Pretty much any fishing in Florida by a non-resident requires a license these days.


----------



## Mechanicaldawg (May 11, 2010)

Make sure you get 'saltwater'. 

If you go to WallyWorld and don't specifically ask for salt you have 50/50 shot at getting "freshwater".


----------



## sea trout (May 11, 2010)

yes. and if i remember right, doesn't fl have a nonres fish, and nonres salt water?????


----------



## grim (May 11, 2010)

You get a non-res salt or a non-res fresh.

You can buy a 3 day, 7 day or annual permit.  

Be prepared though, we are trying to recoop some of the cost of the GA non-resident big game license.  

http://myfwc.com/License/LicPermit_SWFishing.htm


----------



## Doyle (May 11, 2010)

> If you go out on a charter or party boat you do not need license.

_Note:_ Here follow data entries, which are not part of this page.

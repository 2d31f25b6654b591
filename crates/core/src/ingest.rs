use crate::chunking::{normalize_paragraphs, normalize_text, ChunkingStrategy};
use crate::extractor::{discover_documents, ExtractorSet};
use crate::llm::CompletionModel;
use crate::tags::TagExtractor;
use crate::traits::ChunkStore;
use crate::{
    record_id, ChunkMetadata, ChunkRecord, IndexedDocument, IndexingOptions, IndexingReport,
    IngestError, SkippedFile, StoreError,
};
use chrono::Utc;
use std::collections::HashSet;
use std::path::{Path, PathBuf};
use tracing::{info, warn};

/// Rebuild `options.collection` from scratch out of `paths`.
///
/// The previous collection is dropped first, so nothing indexed by an
/// earlier run survives. Unreadable, missing or unsupported files are
/// skipped and reported; only storage failures abort the run.
pub async fn index_documents<S, M, P>(
    store: &mut S,
    tagger: &TagExtractor<M>,
    extractors: &ExtractorSet,
    paths: &[P],
    options: &IndexingOptions,
) -> Result<IndexingReport, StoreError>
where
    S: ChunkStore,
    M: CompletionModel,
    P: AsRef<Path>,
{
    store.delete_collection(&options.collection).await?;
    store.create_collection(&options.collection).await?;
    info!(collection = %options.collection, "collection reset");

    let mut documents = Vec::new();
    let mut skipped_files = Vec::new();
    let mut total_chunks = 0;
    let mut seen_sources = HashSet::new();

    for path in paths {
        let path = path.as_ref();
        let prepared = prepare_document(path, extractors, options).and_then(|(source, text)| {
            // record ids are keyed by file name, so a second file with the
            // same name would overwrite the first one's chunks
            if seen_sources.insert(source.clone()) {
                Ok((source, text))
            } else {
                Err(IngestError::DuplicateFileName(source))
            }
        });
        let (source, text) = match prepared {
            Ok(prepared) => prepared,
            Err(error) => {
                warn!(path = %path.display(), reason = %error, "skipped document");
                skipped_files.push(SkippedFile {
                    path: path.to_path_buf(),
                    reason: error.to_string(),
                });
                continue;
            }
        };

        let chunks = options.chunking.chunk(&text);
        let tags = if chunks.is_empty() {
            Vec::new()
        } else {
            let snippet: String = text.chars().take(options.snippet_chars).collect();
            tagger.document_tags(&snippet).await
        };

        let records = chunks
            .into_iter()
            .enumerate()
            .map(|(position, chunk)| {
                let position = position as u32;
                ChunkRecord {
                    id: record_id(&source, position),
                    text: chunk,
                    metadata: ChunkMetadata::new(source.clone(), position, &tags),
                    embedding: None,
                }
            })
            .collect::<Vec<_>>();

        store.put(&options.collection, &records).await?;
        info!(
            source = %source,
            chunk_count = records.len(),
            tags = ?tags,
            "document indexed"
        );

        total_chunks += records.len();
        documents.push(IndexedDocument {
            source,
            chunk_count: records.len(),
            tags,
        });
    }

    info!(
        collection = %options.collection,
        total_chunks,
        skipped = skipped_files.len(),
        "indexing finished"
    );

    Ok(IndexingReport {
        collection: options.collection.clone(),
        total_chunks,
        documents,
        skipped_files,
        indexed_at: Utc::now(),
    })
}

/// Index every supported document found under `folder`.
pub async fn index_folder<S, M>(
    store: &mut S,
    tagger: &TagExtractor<M>,
    extractors: &ExtractorSet,
    folder: &Path,
    options: &IndexingOptions,
) -> Result<IndexingReport, StoreError>
where
    S: ChunkStore,
    M: CompletionModel,
{
    let files: Vec<PathBuf> = discover_documents(folder, extractors);
    if files.is_empty() {
        warn!(folder = %folder.display(), "no supported documents found");
    }
    index_documents(store, tagger, extractors, &files, options).await
}

fn prepare_document(
    path: &Path,
    extractors: &ExtractorSet,
    options: &IndexingOptions,
) -> Result<(String, String), IngestError> {
    let source = path
        .file_name()
        .and_then(|name| name.to_str())
        .ok_or_else(|| IngestError::MissingFileName(path.display().to_string()))?
        .to_string();

    let raw = extractors.extract(path)?;
    let text = match (options.normalize_text, options.chunking.strategy) {
        (false, _) => raw,
        (true, ChunkingStrategy::FixedWindow) => normalize_text(&raw),
        (true, ChunkingStrategy::Paragraph) => normalize_paragraphs(&raw),
    };
    Ok((source, text))
}

#[cfg(test)]
mod tests {
    use super::*;
    use crate::chunking::ChunkingConfig;
    use crate::error::LlmError;
    use crate::stores::InMemoryChunkStore;
    use async_trait::async_trait;
    use std::fs;
    use tempfile::tempdir;

    struct DocumentModel {
        answer: Option<&'static str>,
    }

    #[async_trait]
    impl CompletionModel for DocumentModel {
        async fn complete(&self, _prompt: &str) -> Result<String, LlmError> {
            self.answer
                .map(str::to_string)
                .ok_or(LlmError::EmptyCompletion)
        }
    }

    fn tagger(answer: Option<&'static str>) -> TagExtractor<DocumentModel> {
        TagExtractor::new(DocumentModel { answer })
    }

    #[tokio::test]
    async fn single_document_yields_positioned_chunks() -> Result<(), Box<dyn std::error::Error>> {
        let dir = tempdir()?;
        let path = dir.path().join("cctp.txt");
        fs::write(&path, "abcdefghij".repeat(240))?;

        let mut store = InMemoryChunkStore::new();
        let options = IndexingOptions::default();
        let report = index_documents(
            &mut store,
            &tagger(Some("PEM GÈZE")),
            &ExtractorSet::default(),
            &[&path],
            &options,
        )
        .await?;

        assert_eq!(report.total_chunks, 3);
        assert_eq!(report.documents[0].tags, vec!["PEM", "GEZE"]);

        let stored = store.get_all(&options.collection).await?;
        let positions: Vec<u32> = stored.iter().map(|c| c.metadata.chunk_position).collect();
        let pages: Vec<u32> = stored.iter().map(|c| c.metadata.page).collect();
        let ids: Vec<&str> = stored.iter().map(|c| c.id.as_str()).collect();
        assert_eq!(positions, vec![0, 1, 2]);
        assert_eq!(pages, vec![0, 0, 1]);
        assert_eq!(ids, vec!["cctp.txt_0", "cctp.txt_1", "cctp.txt_2"]);
        assert!(stored.iter().all(|c| c.metadata.tags == "PEM;GEZE"));
        assert!(stored.iter().all(|c| c.metadata.source == "cctp.txt"));
        assert_eq!(stored[2].text.len(), 700);
        Ok(())
    }

    #[tokio::test]
    async fn bad_inputs_are_skipped_not_fatal() -> Result<(), Box<dyn std::error::Error>> {
        let dir = tempdir()?;
        let good = dir.path().join("memo.md");
        let unsupported = dir.path().join("prix.xlsx");
        let broken = dir.path().join("rc.pdf");
        fs::write(&good, "Mémoire technique.\n\nCapteurs.")?;
        fs::write(&unsupported, b"sheet")?;
        fs::write(&broken, b"%PDF-1.4\n%broken")?;
        let missing = dir.path().join("absent.docx");

        let mut store = InMemoryChunkStore::new();
        let report = index_documents(
            &mut store,
            &tagger(Some("MEMO")),
            &ExtractorSet::default(),
            &[&missing, &unsupported, &broken, &good],
            &IndexingOptions::default(),
        )
        .await?;

        assert_eq!(report.skipped_files.len(), 3);
        assert_eq!(report.documents.len(), 1);
        assert_eq!(report.total_chunks, 1);

        let stored = store.get_all(&report.collection).await?;
        assert_eq!(stored[0].text, "Memoire technique. Capteurs.");
        Ok(())
    }

    #[tokio::test]
    async fn model_failure_indexes_untagged_chunks() -> Result<(), Box<dyn std::error::Error>> {
        let dir = tempdir()?;
        let path = dir.path().join("ccap.txt");
        fs::write(&path, "Pénalités de retard.")?;

        let mut store = InMemoryChunkStore::new();
        let report = index_documents(
            &mut store,
            &tagger(None),
            &ExtractorSet::default(),
            &[&path],
            &IndexingOptions::default(),
        )
        .await?;

        assert_eq!(report.total_chunks, 1);
        let stored = store.get_all(&report.collection).await?;
        assert_eq!(stored[0].metadata.tags, "");
        Ok(())
    }

    #[tokio::test]
    async fn reindexing_replaces_the_whole_collection() -> Result<(), Box<dyn std::error::Error>> {
        let dir = tempdir()?;
        let first = dir.path().join("first.txt");
        let second = dir.path().join("second.txt");
        fs::write(&first, "Ancien marché.")?;
        fs::write(&second, "Nouveau dossier.")?;

        let mut store = InMemoryChunkStore::new();
        let options = IndexingOptions::default();
        let extractors = ExtractorSet::default();
        index_documents(&mut store, &tagger(Some("A1")), &extractors, &[&first], &options).await?;
        index_documents(&mut store, &tagger(Some("B2")), &extractors, &[&second], &options).await?;

        let stored = store.get_all(&options.collection).await?;
        assert_eq!(stored.len(), 1);
        assert_eq!(stored[0].metadata.source, "second.txt");
        Ok(())
    }

    #[tokio::test]
    async fn paragraph_chunking_survives_normalization() -> Result<(), Box<dyn std::error::Error>> {
        let dir = tempdir()?;
        let path = dir.path().join("memoire.txt");
        let text = (0..20)
            .map(|i| format!("Paragraphe {i} : capteurs de la gare de Gèze,\nligne {i}."))
            .collect::<Vec<_>>()
            .join("\n\n");
        fs::write(&path, text)?;

        let mut store = InMemoryChunkStore::new();
        let options = IndexingOptions {
            chunking: ChunkingConfig::paragraph(),
            ..IndexingOptions::default()
        };
        let report = index_documents(
            &mut store,
            &tagger(Some("GEZE")),
            &ExtractorSet::default(),
            &[&path],
            &options,
        )
        .await?;

        assert!(report.total_chunks > 1);
        let stored = store.get_all(&options.collection).await?;
        for chunk in &stored {
            assert!(chunk.text.chars().count() <= options.chunking.max_chars);
            assert!(chunk.text.is_ascii());
        }
        assert!(stored[0].text.starts_with("Paragraphe 0 : capteurs de la gare de Geze, ligne 0."));
        Ok(())
    }

    #[tokio::test]
    async fn repeated_file_names_are_skipped() -> Result<(), Box<dyn std::error::Error>> {
        let dir = tempdir()?;
        fs::create_dir(dir.path().join("lot1"))?;
        fs::create_dir(dir.path().join("lot2"))?;
        let first = dir.path().join("lot1").join("cctp.txt");
        let second = dir.path().join("lot2").join("cctp.txt");
        fs::write(&first, "Lot un.")?;
        fs::write(&second, "Lot deux.")?;

        let mut store = InMemoryChunkStore::new();
        let report = index_documents(
            &mut store,
            &tagger(Some("LOT1")),
            &ExtractorSet::default(),
            &[&first, &second],
            &IndexingOptions::default(),
        )
        .await?;

        assert_eq!(report.total_chunks, 1);
        assert_eq!(report.documents.len(), 1);
        assert_eq!(report.skipped_files.len(), 1);
        assert_eq!(report.skipped_files[0].path, second);

        let stored = store.get_all(&report.collection).await?;
        assert_eq!(stored.len(), 1);
        assert_eq!(stored[0].text, "Lot un.");
        Ok(())
    }

    #[tokio::test]
    async fn folder_indexing_discovers_documents() -> Result<(), Box<dyn std::error::Error>> {
        let dir = tempdir()?;
        fs::write(dir.path().join("a.txt"), "Lot unique.")?;
        fs::write(dir.path().join("b.md"), "Planning.")?;

        let mut store = InMemoryChunkStore::new();
        let report = index_folder(
            &mut store,
            &tagger(Some("X9")),
            &ExtractorSet::default(),
            dir.path(),
            &IndexingOptions::default(),
        )
        .await?;

        assert_eq!(report.documents.len(), 2);
        assert_eq!(report.total_chunks, 2);
        Ok(())
    }
}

Only if the charter boat buys a boat license.  Most do, but I'm starting to see a few that haven't.


----------



## Parker Phoenix (May 11, 2010)

I paid $47 for a 1 year non resident saltwater license. I don't think that is bad at all. I think a 3 day is $17.


----------



## morelans (May 11, 2010)

*Yes*

I just got back from a FL fishing trip and I bought the 3 day non resident SALTWATER license and it was 17 bucks.  

Shawn


----------



## Dustin Pate (May 11, 2010)

If you fish more than once you should just go ahead and get a 1 year.


----------



## grouper throat (May 12, 2010)

Parker Phoenix said:


> I paid $47 for a 1 year non resident saltwater license. I don't think that is bad at all. I think a 3 day is $17.


It is not bad at all. Try buying a ga. non resident hunting license.... imo they should be the same price


----------



## Parker Phoenix (May 13, 2010)

bryant1 said:


> It is not bad at all. Try buying a ga. non resident hunting license.... imo they should be the same price



I agree, Florida is leaving money on the table.


----------



## Hunting Teacher (May 14, 2010)

Parker Phoenix said:


> I agree, Florida is leaving money on the table.



I think it has to do with the fact that Florida wants people from Georgia to come down and spend money in our state. Also Florida residents are used to tourists so we don't feel the need to call them names or accuse them of catching all "our fish."
There are just a hand full of vocal Georgia residents who don't see the irony. They love coming to Florida to fish, but hate that we come to Georgia to hunt.


----------